Google Doodle Takes You 20,000 Leagues Under The Sea

Google is celebrating the birthday of the late French author Jules Verne with an interactive Google Doodle that pays homage to his classic novel 20,000 Leagues Under The Sea.

On Tuesday the Google homepage features an aquatic-themed Google Doodle (a themed version of the Google logo) that puts you at the helm of Captain Nemo's submarine the Nautilus. You can move the Nautilus' control lever on the left of your screen to dive into Verne's aquatic underworld, and a depth gauge on the right indicates how far down you've gone.

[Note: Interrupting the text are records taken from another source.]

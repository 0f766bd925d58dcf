use tracing::{debug, info};

use crate::arff::write_arff;
use crate::config::PipelineConfig;
use crate::corpus::Corpus;
use crate::errors::PipelineError;
use crate::ngrams::NgramDictionary;
use crate::output::write_summary;
use crate::stopwords::StopwordDictionary;
use crate::vocab::VocabularyRanking;

/// Counters describing one completed run.
#[derive(Clone, Copy, Debug, PartialEq, Eq)]
pub struct PipelineSummary {
    /// Listings preprocessed into records.
    pub records: usize,
    /// Distinct terms across the whole corpus.
    pub distinct_terms: usize,
    /// Term lines written to the summary file (after clamping).
    pub vocabulary_written: usize,
    /// Term attributes written to the ARFF file, when one was requested.
    pub arff_terms: Option<usize>,
}

/// Run the full pipeline described by `config`.
///
/// Stages run strictly in sequence: load both dictionaries, preprocess the
/// corpus, rank the vocabulary, write the summary, then the optional ARFF
/// matrix. Any failure aborts before an output is renamed into place.
pub fn run(config: &PipelineConfig) -> Result<PipelineSummary, PipelineError> {
    config.validate()?;

    let ngrams = NgramDictionary::load(&config.ngrams)?;
    let stopwords = StopwordDictionary::load(&config.stopwords)?;
    debug!(
        ngrams = ngrams.len(),
        stopwords = stopwords.len(),
        "loaded dictionaries"
    );

    info!(input = %config.input.display(), "preprocessing listings");
    let corpus = Corpus::from_listings(&config.input, &ngrams, &stopwords)?;

    let ranking = VocabularyRanking::rank(&corpus.terms);
    debug!(distinct = ranking.len(), "ranked corpus vocabulary");

    let vocabulary_written =
        write_summary(&config.output, &ranking, &corpus.records, config.vocab_limit)?;

    let arff_terms = match &config.arff {
        Some(path) => Some(write_arff(path, &ranking, &corpus.records, config.vocab_limit)?),
        None => None,
    };

    Ok(PipelineSummary {
        records: corpus.len(),
        distinct_terms: ranking.len(),
        vocabulary_written,
        arff_terms,
    })
}
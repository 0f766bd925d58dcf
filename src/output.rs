use std::io::{self, Write};
use std::path::Path;

use tempfile::NamedTempFile;
use tracing::info;

use crate::constants::summary::{FIELD_SEPARATOR, SECTION_DELIMITER, WORDCOUNT_KEY};
use crate::errors::PipelineError;
use crate::record::ListingRecord;
use crate::vocab::VocabularyRanking;

/// Write the run summary: ranked vocabulary header plus serialized records.
///
/// `limit` is clamped to the vocabulary size; the returned value is the
/// number of term lines actually written, which always matches the
/// `wordcount=` header. The file is staged in the destination directory and
/// renamed into place, so a failed run leaves no partial summary behind.
pub fn write_summary(
    path: impl AsRef<Path>,
    ranking: &VocabularyRanking,
    records: &[ListingRecord],
    limit: usize,
) -> Result<usize, PipelineError> {
    let path = path.as_ref();
    let selected = ranking.top(limit);

    let mut body = String::new();
    body.push_str(SECTION_DELIMITER);
    body.push('\n');
    body.push_str(&format!("{WORDCOUNT_KEY}={}\n", selected.len()));
    body.push_str(SECTION_DELIMITER);
    body.push('\n');
    for entry in selected {
        body.push_str(&entry.term);
        body.push('\n');
    }
    body.push_str(SECTION_DELIMITER);
    body.push('\n');
    for record in records {
        body.push_str(&serialize_record(record));
        body.push('\n');
    }

    write_atomic(path, &body)?;
    info!(
        path = %path.display(),
        terms = selected.len(),
        records = records.len(),
        "wrote summary"
    );
    Ok(selected.len())
}

/// Serialize a record for the summary body: URL, class, price, phrases, then
/// tokens, all joined by `", "`.
pub fn serialize_record(record: &ListingRecord) -> String {
    let mut fields: Vec<&str> = Vec::with_capacity(3 + record.ngrams.len() + record.tokens.len());
    fields.push(&record.url);
    fields.push(&record.classification);
    fields.push(&record.price);
    fields.extend(record.ngrams.iter().map(String::as_str));
    fields.extend(record.tokens.iter().map(String::as_str));
    fields.join(FIELD_SEPARATOR)
}

/// Stage `contents` as a temp file in the destination directory, then rename
/// it over `path`. Replaces any existing file at `path`.
pub(crate) fn write_atomic(path: &Path, contents: &str) -> Result<(), PipelineError> {
    let staging_dir = match path.parent() {
        Some(parent) if !parent.as_os_str().is_empty() => parent,
        _ => Path::new("."),
    };
    let mut staged =
        NamedTempFile::new_in(staging_dir).map_err(|source| write_error(path, source))?;
    staged
        .write_all(contents.as_bytes())
        .map_err(|source| write_error(path, source))?;
    staged
        .persist(path)
        .map_err(|err| write_error(path, err.error))?;
    Ok(())
}

fn write_error(path: &Path, source: io::Error) -> PipelineError {
    PipelineError::OutputWrite {
        path: path.to_path_buf(),
        source,
    }
}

If you have a device with a built-in accelerometer, allowing it to sense and react to motion, you can move through the interactive Google Doodle just by tilting your device. In my tests, doodle diving using the accelerometers in the iPhone, iPad and even my laptop worked nicely.

The key to Tuesday's Google doodle, according to the search giant's blog post, is Cascading Style Sheets (CSS) 3. CSS is part of a suite of modern Web technologies that also includes HTML 5 and JavaScript that use the power of your browser, instead of plugins such as Flash, to create interesting effects on the Web. CSS is largely used to control the placement of items on a Web page such as images, banners and text. But it can also be draw lines on a page and add some interactive and animation effects.

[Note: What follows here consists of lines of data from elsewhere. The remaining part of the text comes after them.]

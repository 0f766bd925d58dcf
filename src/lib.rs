#![doc = include_str!("../README.md")]
#![warn(missing_docs)]

/// ARFF feature-matrix serialization.
pub mod arff;
/// Command-line entry point shared by the binary and tests.
pub mod cli;
/// Pipeline configuration types.
pub mod config;
/// Centralized constants for defaults and output formats.
pub mod constants;
/// Corpus loading and per-line preprocessing orchestration.
pub mod corpus;
/// Word-list loading shared by both dictionaries.
pub mod dictionary;
/// N-gram phrase dictionary and extraction.
pub mod ngrams;
/// Whitespace and punctuation normalization.
pub mod normalize;
/// Summary-file serialization and atomic publication.
pub mod output;
/// End-to-end pipeline driver.
pub mod pipeline;
/// Price extraction from listing bodies.
pub mod price;
/// Listing records and per-line preprocessing.
pub mod record;
/// Stopword dictionary and filtering.
pub mod stopwords;
/// Shared type aliases.
pub mod types;
/// Corpus-wide vocabulary ranking.
pub mod vocab;

mod errors;

pub use config::PipelineConfig;
pub use corpus::Corpus;
pub use dictionary::DictionaryKind;
pub use errors::PipelineError;
pub use ngrams::NgramDictionary;
pub use pipeline::PipelineSummary;
pub use record::{ListingRecord, preprocess_line};
pub use stopwords::StopwordDictionary;
pub use types::{ClassLabel, ListingUrl, Phrase, PriceText, Term, Token};
pub use vocab::{TermCount, VocabularyRanking};
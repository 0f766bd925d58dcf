use std::env;
use std::process::ExitCode;

fn main() -> ExitCode {
    if let Err(err) = listfeat::cli::run(env::args()) {
        eprintln!("{err}");
        return ExitCode::FAILURE;
    }
    ExitCode::SUCCESS
}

Before Google's Verne doodle, one of the coolest uses of CSS I'd seen was this Twitter fail whale created by Steve Dennis. The whale is drawn entirely using CSS and if you view it in either Chrome or Safari for Mac or Windows, you will see the fail whale move. You can find out the story behind the CSS fail whale here.

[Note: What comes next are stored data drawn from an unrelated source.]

use std::sync::OnceLock;

use regex::Regex;

use crate::constants::listing::PRICE_UNKNOWN;
use crate::types::PriceText;

/// Dollar figure: `$` followed by digits with optional thousands commas.
const PRICE_PATTERN: &str = r"\$[0-9,]+";

fn price_regex() -> &'static Regex {
    static PRICE_REGEX: OnceLock<Regex> = OnceLock::new();
    PRICE_REGEX.get_or_init(|| Regex::new(PRICE_PATTERN).expect("price pattern is valid"))
}

/// Extract the largest dollar amount quoted in `text`.
///
/// Each `$`-prefixed figure is read with the `$` and thousands commas
/// stripped, and the maximum parseable value comes back as a plain decimal
/// string. Returns `?` when nothing matches or every match is zero or
/// unparseable. Listings often quote several figures (previous price, add-on
/// costs); the asking price is taken to be the largest.
pub fn extract_max_price(text: &str) -> PriceText {
    let mut max_price: u64 = 0;
    for found in price_regex().find_iter(text) {
        let digits: String = found
            .as_str()
            .chars()
            .filter(char::is_ascii_digit)
            .collect();
        if let Ok(value) = digits.parse::<u64>()
            && value > max_price
        {
            max_price = value;
        }
    }
    if max_price == 0 {
        PRICE_UNKNOWN.to_string()
    } else {
        max_price.to_string()
    }
}
/// Constants controlling default pipeline configuration.
pub mod defaults {
    /// Default destination for the vocabulary/record summary.
    pub const OUTPUT_FILE: &str = "output.txt";
    /// Default cap on the number of ranked terms carried into outputs.
    pub const VOCAB_LIMIT: usize = 300;
}

/// Constants describing the summary file layout.
pub mod summary {
    /// Line separating the summary's header, vocabulary, and record sections.
    pub const SECTION_DELIMITER: &str = "-----";
    /// Key carried in the `wordcount=<K>` header line.
    pub const WORDCOUNT_KEY: &str = "wordcount";
    /// Separator between serialized record fields.
    pub const FIELD_SEPARATOR: &str = ", ";
}

/// Constants shared by record preprocessing.
pub mod listing {
    /// Sentinel written when no price could be extracted from a listing.
    pub const PRICE_UNKNOWN: &str = "?";
}

/// Constants describing the ARFF header and feature encoding.
pub mod arff {
    /// Relation name emitted in the `@RELATION` line.
    pub const RELATION: &str = "rvs";
    /// Attribute name for the numeric price feature.
    pub const PRICE_ATTRIBUTE: &str = "price";
    /// Attribute name for the nominal class feature.
    pub const CLASS_ATTRIBUTE: &str = "class";
    /// Nominal value marking a term as present in a record.
    pub const TERM_PRESENT: &str = "y";
    /// Nominal value marking a term as absent from a record.
    pub const TERM_ABSENT: &str = "n";
    /// Fixed class label set, in declaration order.
    pub const CLASS_LABELS: [&str; 6] = [
        "Class_A", "Class_B", "CLASS_C", "Towable", "Part", "Other",
    ];
}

If plunging the depths of Verne's imaginary world on Google inspires you then check out Verne's original novel about Captain Nemo and his adventures aboard the Nautilus. Twenty-thousand Leagues Under The Sea and Verne's other enduring stories including Journey to the Center of the Earth, Around the World in 80 Days and From the Earth to the Moon can be found on Amazon's Kindle Store for less than $5.